### DATA EXCERPTS
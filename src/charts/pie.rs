//! Pie chart: one hoverable wedge per dataset entry plus a legend.

use crate::color::{categorical_palette, Rgba};
use crate::dataset::Dataset;
use crate::error::{Error, Result};
use crate::figure::{Figure, LegendPatch, PieFragment};

/// Builder for a pie chart [`Figure`].
#[derive(Debug, Clone)]
pub struct PieChart {
    id: String,
    dataset: Dataset,
    width: f64,
    height: f64,
    x0: f64,
    y0: f64,
    colors: Vec<Rgba>,
    legend: bool,
}

impl PieChart {
    /// A 600 x 600 pie chart with a legend and palette colors.
    #[must_use]
    pub fn new(id: impl Into<String>) -> Self {
        Self {
            id: id.into(),
            dataset: Dataset::new(),
            width: 600.0,
            height: 600.0,
            x0: 0.0,
            y0: 0.0,
            colors: Vec::new(),
            legend: true,
        }
    }

    /// Set the data; one wedge per entry.
    #[must_use]
    pub fn dataset(mut self, dataset: Dataset) -> Self {
        self.dataset = dataset;
        self
    }

    /// Set the region size.
    #[must_use]
    pub fn size(mut self, width: f64, height: f64) -> Self {
        self.width = width;
        self.height = height;
        self
    }

    /// Set the region origin.
    #[must_use]
    pub fn origin(mut self, x0: f64, y0: f64) -> Self {
        self.x0 = x0;
        self.y0 = y0;
        self
    }

    /// Wedge colors, cycled when shorter than the dataset.
    #[must_use]
    pub fn colors(mut self, colors: Vec<Rgba>) -> Self {
        self.colors = colors;
        self
    }

    /// Show or hide the legend.
    #[must_use]
    pub fn legend(mut self, visible: bool) -> Self {
        self.legend = visible;
        self
    }

    /// Build the figure.
    ///
    /// Negative values count as zero. The wedges start at 3 o'clock and run
    /// clockwise; the last one always closes at 360 degrees.
    ///
    /// # Errors
    ///
    /// Returns [`Error::EmptyData`] when the dataset is empty or its positive
    /// total is zero or not finite, and region errors for a bad size.
    pub fn build(self) -> Result<Figure> {
        let total: f64 = self.dataset.values().iter().map(|v| v.max(0.0)).sum();
        if self.dataset.is_empty() || !total.is_finite() || total <= 0.0 {
            return Err(Error::EmptyData);
        }
        let colors = if self.colors.is_empty() {
            categorical_palette(self.dataset.len())
        } else {
            self.colors
        };
        let fragments = wedges(&self.dataset, total, &colors);

        let mut figure = Figure::builder(self.id)
            .dataset(self.dataset)
            .size(self.width, self.height)
            .origin(self.x0, self.y0)
            .legend(LegendPatch::visible(self.legend))
            .build()?;
        let plot = figure.mapper().region().plot_area();
        let center = plot.center();
        let radius = plot.width.min(plot.height) / 2.0;
        for (start, end, label, value, color) in fragments {
            figure.add_element(PieFragment::new(center, radius, start, end, label, value, color));
        }
        figure.set_draw_callback(|fig, surface| fig.draw_elements(surface));
        Ok(figure)
    }
}

/// `(start, end, label, value, color)` per entry, in degrees.
fn wedges(dataset: &Dataset, total: f64, colors: &[Rgba]) -> Vec<(f64, f64, String, f64, Rgba)> {
    let last = dataset.len().saturating_sub(1);
    let mut start = 0.0;
    dataset
        .iter()
        .enumerate()
        .map(|(i, (label, value))| {
            let end = if i == last { 360.0 } else { start + value.max(0.0) / total * 360.0 };
            let wedge = (start, end, label.to_string(), value, colors[i % colors.len()]);
            start = end;
            wedge
        })
        .collect()
}

/// Pie chart of `dataset` filling a `width x height` region at the origin.
///
/// # Errors
///
/// See [`PieChart::build`].
pub fn pie_chart(id: impl Into<String>, dataset: Dataset, width: f64, height: f64) -> Result<Figure> {
    PieChart::new(id).dataset(dataset).size(width, height).build()
}

#[cfg(test)]
mod tests {
    use super::*;
    use crate::geometry::Point;
    use crate::surface::RecordingSurface;

    fn fruit() -> Dataset {
        Dataset::new().with("apples", 1.0).with("pears", 1.0).with("plums", 2.0)
    }

    #[test]
    fn test_wedges_cover_full_circle() {
        let figure = pie_chart("pie", fruit(), 300.0, 300.0).unwrap();
        let elements = figure.elements();
        assert_eq!(elements.len(), 3);
        // Right of centre is 0 degrees, inside the first wedge.
        assert!(elements[0].contains(Point::new(200.0, 150.0)));
        // Straight up is 270 degrees, inside the last wedge.
        assert!(elements[2].contains(Point::new(150.0, 100.0)));
        assert!(!elements[1].contains(Point::new(150.0, 100.0)));
    }

    #[test]
    fn test_empty_or_zero_rejected() {
        assert!(matches!(pie_chart("p", Dataset::new(), 300.0, 300.0), Err(Error::EmptyData)));
        let zeros = Dataset::new().with("a", 0.0).with("b", -1.0);
        assert!(matches!(pie_chart("p", zeros, 300.0, 300.0), Err(Error::EmptyData)));
    }

    #[test]
    fn test_hover_updates_legend_text() {
        let mut figure = pie_chart("pie", fruit(), 300.0, 300.0).unwrap();
        let mut surface = RecordingSurface::new(300.0, 300.0);
        figure.draw(&mut surface, Some(Point::new(150.0, 100.0))).unwrap();
        let texts: Vec<_> = surface.texts().collect();
        assert!(texts.contains(&"plums: 2"));
        assert!(texts.contains(&"apples"));
        // Three wedges filled by the callback.
        assert_eq!(surface.filled_paths().count(), 3);
    }

    #[test]
    fn test_custom_colors_cycle() {
        let figure = PieChart::new("pie")
            .dataset(fruit())
            .size(300.0, 300.0)
            .colors(vec![Rgba::RED, Rgba::BLUE])
            .legend(false)
            .build()
            .unwrap();
        let colors: Vec<_> = figure.elements().iter().map(|e| e.color()).collect();
        assert_eq!(colors, vec![Rgba::RED, Rgba::BLUE, Rgba::RED]);
        assert!(!figure.legend().visible);
    }
}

### WHAT TO WORK ON
Print all the records exactly as written.

### SOLUTION TO THIS EXERCISE
filename src/charts/pie.rs
//! Pie chart: one hoverable wedge per dataset entry plus a legend.

use crate::color::{categorical_palette, Rgba};
use crate::dataset::Dataset;
use crate::error::{Error, Result};
use crate::figure::{Figure, LegendPatch, PieFragment};

/// Builder for a pie chart [`Figure`].
#[derive(Debug, Clone)]
pub struct PieChart {
    id: String,
    dataset: Dataset,
    width: f64,
    height: f64,
    x0: f64,
    y0: f64,
    colors: Vec<Rgba>,
    legend: bool,
}

impl PieChart {
    /// A 600 x 600 pie chart with a legend and palette colors.
    #[must_use]
    pub fn new(id: impl Into<String>) -> Self {
        Self {
            id: id.into(),
            dataset: Dataset::new(),
            width: 600.0,
            height: 600.0,
            x0: 0.0,
            y0: 0.0,
            colors: Vec::new(),
            legend: true,
        }
    }

    /// Set the data; one wedge per entry.
    #[must_use]
    pub fn dataset(mut self, dataset: Dataset) -> Self {
        self.dataset = dataset;
        self
    }

    /// Set the region size.
    #[must_use]
    pub fn size(mut self, width: f64, height: f64) -> Self {
        self.width = width;
        self.height = height;
        self
    }

    /// Set the region origin.
    #[must_use]
    pub fn origin(mut self, x0: f64, y0: f64) -> Self {
        self.x0 = x0;
        self.y0 = y0;
        self
    }

    /// Wedge colors, cycled when shorter than the dataset.
    #[must_use]
    pub fn colors(mut self, colors: Vec<Rgba>) -> Self {
        self.colors = colors;
        self
    }

    /// Show or hide the legend.
    #[must_use]
    pub fn legend(mut self, visible: bool) -> Self {
        self.legend = visible;
        self
    }

    /// Build the figure.
    ///
    /// Negative values count as zero. The wedges start at 3 o'clock and run
    /// clockwise; the last one always closes at 360 degrees.
    ///
    /// # Errors
    ///
    /// Returns [`Error::EmptyData`] when the dataset is empty or its positive
    /// total is zero or not finite, and region errors for a bad size.
    pub fn build(self) -> Result<Figure> {
        let total: f64 = self.dataset.values().iter().map(|v| v.max(0.0)).sum();
        if self.dataset.is_empty() || !total.is_finite() || total <= 0.0 {
            return Err(Error::EmptyData);
        }
        let colors = if self.colors.is_empty() {
            categorical_palette(self.dataset.len())
        } else {
            self.colors
        };
        let fragments = wedges(&self.dataset, total, &colors);

        let mut figure = Figure::builder(self.id)
            .dataset(self.dataset)
            .size(self.width, self.height)
            .origin(self.x0, self.y0)
            .legend(LegendPatch::visible(self.legend))
            .build()?;
        let plot = figure.mapper().region().plot_area();
        let center = plot.center();
        let radius = plot.width.min(plot.height) / 2.0;
        for (start, end, label, value, color) in fragments {
            figure.add_element(PieFragment::new(center, radius, start, end, label, value, color));
        }
        figure.set_draw_callback(|fig, surface| fig.draw_elements(surface));
        Ok(figure)
    }
}

/// `(start, end, label, value, color)` per entry, in degrees.
fn wedges(dataset: &Dataset, total: f64, colors: &[Rgba]) -> Vec<(f64, f64, String, f64, Rgba)> {
    let last = dataset.len().saturating_sub(1);
    let mut start = 0.0;
    dataset
        .iter()
        .enumerate()
        .map(|(i, (label, value))| {
            let end = if i == last { 360.0 } else { start + value.max(0.0) / total * 360.0 };
            let wedge = (start, end, label.to_string(), value, colors[i % colors.len()]);
            start = end;
            wedge
        })
        .collect()
}

/// Pie chart of `dataset` filling a `width x height` region at the origin.
///
/// # Errors
///
/// See [`PieChart::build`].
pub fn pie_chart(id: impl Into<String>, dataset: Dataset, width: f64, height: f64) -> Result<Figure> {
    PieChart::new(id).dataset(dataset).size(width, height).build()
}

#[cfg(test)]
mod tests {
    use super::*;
    use crate::geometry::Point;
    use crate::surface::RecordingSurface;

    fn fruit() -> Dataset {
        Dataset::new().with("apples", 1.0).with("pears", 1.0).with("plums", 2.0)
    }

    #[test]
    fn test_wedges_cover_full_circle() {
        let figure = pie_chart("pie", fruit(), 300.0, 300.0).unwrap();
        let elements = figure.elements();
        assert_eq!(elements.len(), 3);
        // Right of centre is 0 degrees, inside the first wedge.
        assert!(elements[0].contains(Point::new(200.0, 150.0)));
        // Straight up is 270 degrees, inside the last wedge.
        assert!(elements[2].contains(Point::new(150.0, 100.0)));
        assert!(!elements[1].contains(Point::new(150.0, 100.0)));
    }

    #[test]
    fn test_empty_or_zero_rejected() {
        assert!(matches!(pie_chart("p", Dataset::new(), 300.0, 300.0), Err(Error::EmptyData)));
        let zeros = Dataset::new().with("a", 0.0).with("b", -1.0);
        assert!(matches!(pie_chart("p", zeros, 300.0, 300.0), Err(Error::EmptyData)));
    }

    #[test]
    fn test_hover_updates_legend_text() {
        let mut figure = pie_chart("pie", fruit(), 300.0, 300.0).unwrap();
        let mut surface = RecordingSurface::new(300.0, 300.0);
        figure.draw(&mut surface, Some(Point::new(150.0, 100.0))).unwrap();
        let texts: Vec<_> = surface.texts().collect();
        assert!(texts.contains(&"plums: 2"));
        assert!(texts.contains(&"apples"));
        // Three wedges filled by the callback.
        assert_eq!(surface.filled_paths().count(), 3);
    }

    #[test]
    fn test_custom_colors_cycle() {
        let figure = PieChart::new("pie")
            .dataset(fruit())
            .size(300.0, 300.0)
            .colors(vec![Rgba::RED, Rgba::BLUE])
            .legend(false)
            .build()
            .unwrap();
        let colors: Vec<_> = figure.elements().iter().map(|e| e.color()).collect();
        assert_eq!(colors, vec![Rgba::RED, Rgba::BLUE, Rgba::RED]);
        assert!(!figure.legend().visible);
    }
}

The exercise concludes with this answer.